| What is being asked |
From the listing below, select every line where the word "vendor" appears.

| The data |

//! OpenAI-compatible chat-completions adapter.
//!
//! One configured instance per vendor endpoint. Anything speaking the
//! OpenAI protocol works: OpenAI itself, DeepSeek, or a local proxy.

use async_stream::try_stream;
use async_trait::async_trait;
use futures::StreamExt;
use reqwest::Client;
use serde::{Deserialize, Serialize};
use std::time::Duration;

use super::{
    ChatResponse, ChatStream, GenerationParams, Provider, ToolCallRequest, ToolSpec, WireMessage,
};
use crate::error::ProviderError;

/// Connection settings for one OpenAI-compatible endpoint.
#[derive(Debug, Clone)]
pub struct ProviderConfig {
    /// Name reported in stats and logs, e.g. `"deepseek"`.
    pub name: String,
    pub api_key: String,
    /// Base URL without a trailing slash, e.g. `https://api.deepseek.com/v1`.
    pub base_url: String,
    /// Per-call timeout enforced by the HTTP client.
    pub timeout: Duration,
}

impl ProviderConfig {
    pub fn new(name: impl Into<String>, api_key: impl Into<String>, base_url: impl Into<String>) -> Self {
        Self {
            name: name.into(),
            api_key: api_key.into(),
            base_url: base_url.into(),
            timeout: Duration::from_secs(30),
        }
    }
}

/// HTTP client for one OpenAI-compatible vendor.
pub struct OpenAiCompatProvider {
    config: ProviderConfig,
    client: Client,
}

impl OpenAiCompatProvider {
    pub fn new(config: ProviderConfig) -> Self {
        let client = Client::builder()
            .timeout(config.timeout)
            .build()
            .unwrap_or_else(|_| Client::new());
        Self { config, client }
    }

    fn completions_url(&self) -> String {
        format!("{}/chat/completions", self.config.base_url)
    }

    fn build_request(
        &self,
        messages: &[WireMessage],
        params: &GenerationParams,
        stream: bool,
    ) -> ApiRequest {
        ApiRequest {
            model: params.model.clone(),
            messages: messages.to_vec(),
            max_tokens: params.max_tokens,
            temperature: params.temperature,
            stream,
            tools: params
                .tools
                .as_ref()
                .map(|specs| specs.iter().map(ApiTool::from_spec).collect()),
            tool_choice: params.tools.as_ref().map(|_| "auto".to_string()),
        }
    }

    fn map_send_error(e: reqwest::Error) -> ProviderError {
        if e.is_timeout() {
            ProviderError::Timeout(e.to_string())
        } else {
            ProviderError::Network(e.to_string())
        }
    }

    fn map_status_error(status: reqwest::StatusCode, body: String) -> ProviderError {
        if status.as_u16() == 429 {
            ProviderError::RateLimited(body)
        } else {
            ProviderError::Api {
                status: status.as_u16(),
                message: body,
            }
        }
    }

    async fn send(&self, request: &ApiRequest) -> Result<reqwest::Response, ProviderError> {
        let response = self
            .client
            .post(self.completions_url())
            .header("Authorization", format!("Bearer {}", self.config.api_key))
            .header("Content-Type", "application/json")
            .json(request)
            .send()
            .await
            .map_err(Self::map_send_error)?;

        let status = response.status();
        if !status.is_success() {
            let body = response.text().await.unwrap_or_default();
            return Err(Self::map_status_error(status, body));
        }
        Ok(response)
    }
}

#[async_trait]
impl Provider for OpenAiCompatProvider {
    fn name(&self) -> &str {
        &self.config.name
    }

    async fn chat(
        &self,
        messages: &[WireMessage],
        params: &GenerationParams,
    ) -> Result<ChatResponse, ProviderError> {
        let request = self.build_request(messages, params, false);
        tracing::debug!("sending chat request to {}: model={}", self.config.name, params.model);

        let response = self.send(&request).await?;
        let body = response
            .text()
            .await
            .map_err(|e| ProviderError::Network(e.to_string()))?;

        parse_chat_response(&body, &params.model, &self.config.name)
    }

    async fn stream(
        &self,
        messages: &[WireMessage],
        params: &GenerationParams,
    ) -> Result<ChatStream, ProviderError> {
        let request = self.build_request(messages, params, true);
        tracing::debug!("opening chat stream to {}: model={}", self.config.name, params.model);

        let response = self.send(&request).await?;
        let mut bytes = response.bytes_stream();

        let stream = try_stream! {
            let mut buffer = String::new();
            'outer: while let Some(chunk) = bytes.next().await {
                let chunk = chunk.map_err(|e| ProviderError::Stream(e.to_string()))?;
                if let Ok(text) = std::str::from_utf8(&chunk) {
                    buffer.push_str(text);

                    // Process complete SSE events (terminated by a blank line).
                    while let Some(pos) = buffer.find("\n\n") {
                        let event = buffer[..pos].to_string();
                        buffer.drain(..pos + 2);

                        for line in event.lines() {
                            let Some(data) = line.strip_prefix("data:") else {
                                continue;
                            };
                            let data = data.trim();
                            if data == "[DONE]" {
                                break 'outer;
                            }
                            if let Some(fragment) = extract_fragment(data) {
                                yield fragment;
                            }
                        }
                    }
                }
            }
        };

        Ok(Box::pin(stream))
    }

    async fn is_available(&self) -> bool {
        let url = format!("{}/models", self.config.base_url);
        match self
            .client
            .get(&url)
            .header("Authorization", format!("Bearer {}", self.config.api_key))
            .send()
            .await
        {
            Ok(response) => response.status().is_success(),
            Err(e) => {
                tracing::debug!("availability probe for {} failed: {}", self.config.name, e);
                false
            }
        }
    }
}

/// Parse a non-streaming completion body into a [`ChatResponse`].
fn parse_chat_response(
    body: &str,
    model: &str,
    provider: &str,
) -> Result<ChatResponse, ProviderError> {
    let parsed: ApiResponse = serde_json::from_str(body)
        .map_err(|e| ProviderError::Parse(format!("{e}, body: {body}")))?;

    let choice = parsed
        .choices
        .into_iter()
        .next()
        .ok_or_else(|| ProviderError::Parse("no choices in response".to_string()))?;

    let tool_calls = choice.message.tool_calls.map(|calls| {
        calls
            .into_iter()
            .map(|c| ToolCallRequest {
                name: c.function.name,
                arguments: decode_arguments(&c.function.arguments),
            })
            .collect()
    });

    Ok(ChatResponse {
        content: choice.message.content.unwrap_or_default(),
        model: parsed.model.unwrap_or_else(|| model.to_string()),
        provider: provider.to_string(),
        tokens_used: parsed.usage.map_or(0, |u| u.total_tokens),
        cached: false,
        tool_calls,
    })
}

/// Extract the text delta from one SSE data payload, if any.
fn extract_fragment(data: &str) -> Option<String> {
    let chunk: StreamChunk = serde_json::from_str(data).ok()?;
    let fragment = chunk.choices.into_iter().next()?.delta.content?;
    if fragment.is_empty() {
        None
    } else {
        Some(fragment)
    }
}

/// Tool arguments arrive as a JSON-encoded string; fall back to the raw
/// text when a model emits something that is not valid JSON.
fn decode_arguments(raw: &str) -> serde_json::Value {
    serde_json::from_str(raw).unwrap_or_else(|_| serde_json::Value::String(raw.to_string()))
}

#[derive(Debug, Serialize)]
struct ApiRequest {
    model: String,
    messages: Vec<WireMessage>,
    max_tokens: u32,
    temperature: f64,
    stream: bool,
    #[serde(skip_serializing_if = "Option::is_none")]
    tools: Option<Vec<ApiTool>>,
    #[serde(skip_serializing_if = "Option::is_none")]
    tool_choice: Option<String>,
}

#[derive(Debug, Serialize)]
struct ApiTool {
    #[serde(rename = "type")]
    tool_type: &'static str,
    function: ApiFunction,
}

impl ApiTool {
    fn from_spec(spec: &ToolSpec) -> Self {
        Self {
            tool_type: "function",
            function: ApiFunction {
                name: spec.name.clone(),
                description: spec.description.clone(),
                parameters: spec.parameters.clone(),
            },
        }
    }
}

#[derive(Debug, Serialize)]
struct ApiFunction {
    name: String,
    description: String,
    parameters: serde_json::Value,
}

#[derive(Debug, Deserialize)]
struct ApiResponse {
    choices: Vec<ApiChoice>,
    #[serde(default)]
    usage: Option<ApiUsage>,
    #[serde(default)]
    model: Option<String>,
}

#[derive(Debug, Deserialize)]
struct ApiChoice {
    message: ApiMessage,
}

#[derive(Debug, Deserialize)]
struct ApiMessage {
    content: Option<String>,
    #[serde(default)]
    tool_calls: Option<Vec<ApiToolCall>>,
}

#[derive(Debug, Deserialize)]
struct ApiToolCall {
    function: ApiFunctionCall,
}

#[derive(Debug, Deserialize)]
struct ApiFunctionCall {
    name: String,
    #[serde(default)]
    arguments: String,
}

#[derive(Debug, Deserialize)]
struct ApiUsage {
    total_tokens: u32,
}

#[derive(Debug, Deserialize)]
struct StreamChunk {
    choices: Vec<StreamChoice>,
}

#[derive(Debug, Deserialize)]
struct StreamChoice {
    delta: StreamDelta,
}

#[derive(Debug, Deserialize)]
struct StreamDelta {
    content: Option<String>,
}

#[cfg(test)]
mod tests {
    use super::*;

    #[test]
    fn test_parse_chat_response() {
        let body = r#"{
            "model": "deepseek-chat",
            "choices": [{"message": {"content": "hi there"}}],
            "usage": {"prompt_tokens": 5, "completion_tokens": 3, "total_tokens": 8}
        }"#;
        let response = parse_chat_response(body, "fallback-model", "deepseek").unwrap();
        assert_eq!(response.content, "hi there");
        assert_eq!(response.model, "deepseek-chat");
        assert_eq!(response.provider, "deepseek");
        assert_eq!(response.tokens_used, 8);
        assert!(!response.cached);
        assert!(response.tool_calls.is_none());
    }

    #[test]
    fn test_parse_chat_response_tool_calls() {
        let body = r#"{
            "choices": [{"message": {
                "content": null,
                "tool_calls": [{"function": {"name": "get_time", "arguments": "{\"tz\": \"UTC\"}"}}]
            }}]
        }"#;
        let response = parse_chat_response(body, "deepseek-chat", "deepseek").unwrap();
        assert_eq!(response.content, "");
        assert_eq!(response.model, "deepseek-chat");
        let calls = response.tool_calls.unwrap();
        assert_eq!(calls.len(), 1);
        assert_eq!(calls[0].name, "get_time");
        assert_eq!(calls[0].arguments["tz"], "UTC");
    }

    #[test]
    fn test_parse_chat_response_no_choices() {
        let err = parse_chat_response(r#"{"choices": []}"#, "m", "p").unwrap_err();
        assert!(matches!(err, ProviderError::Parse(_)));
    }

    #[test]
    fn test_extract_fragment() {
        let data = r#"{"choices": [{"delta": {"content": "Hel"}}]}"#;
        assert_eq!(extract_fragment(data), Some("Hel".to_string()));

        // Role-only deltas and empty fragments carry no text.
        assert_eq!(extract_fragment(r#"{"choices": [{"delta": {}}]}"#), None);
        assert_eq!(
            extract_fragment(r#"{"choices": [{"delta": {"content": ""}}]}"#),
            None
        );
        assert_eq!(extract_fragment("not json"), None);
    }

    #[test]
    fn test_decode_arguments_falls_back_to_raw_text() {
        assert_eq!(decode_arguments(r#"{"a": 1}"#)["a"], 1);
        assert_eq!(
            decode_arguments("broken{"),
            serde_json::Value::String("broken{".to_string())
        );
    }
}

| Answer area |
//! One configured instance per vendor endpoint. Anything speaking the
/// HTTP client for one OpenAI-compatible vendor.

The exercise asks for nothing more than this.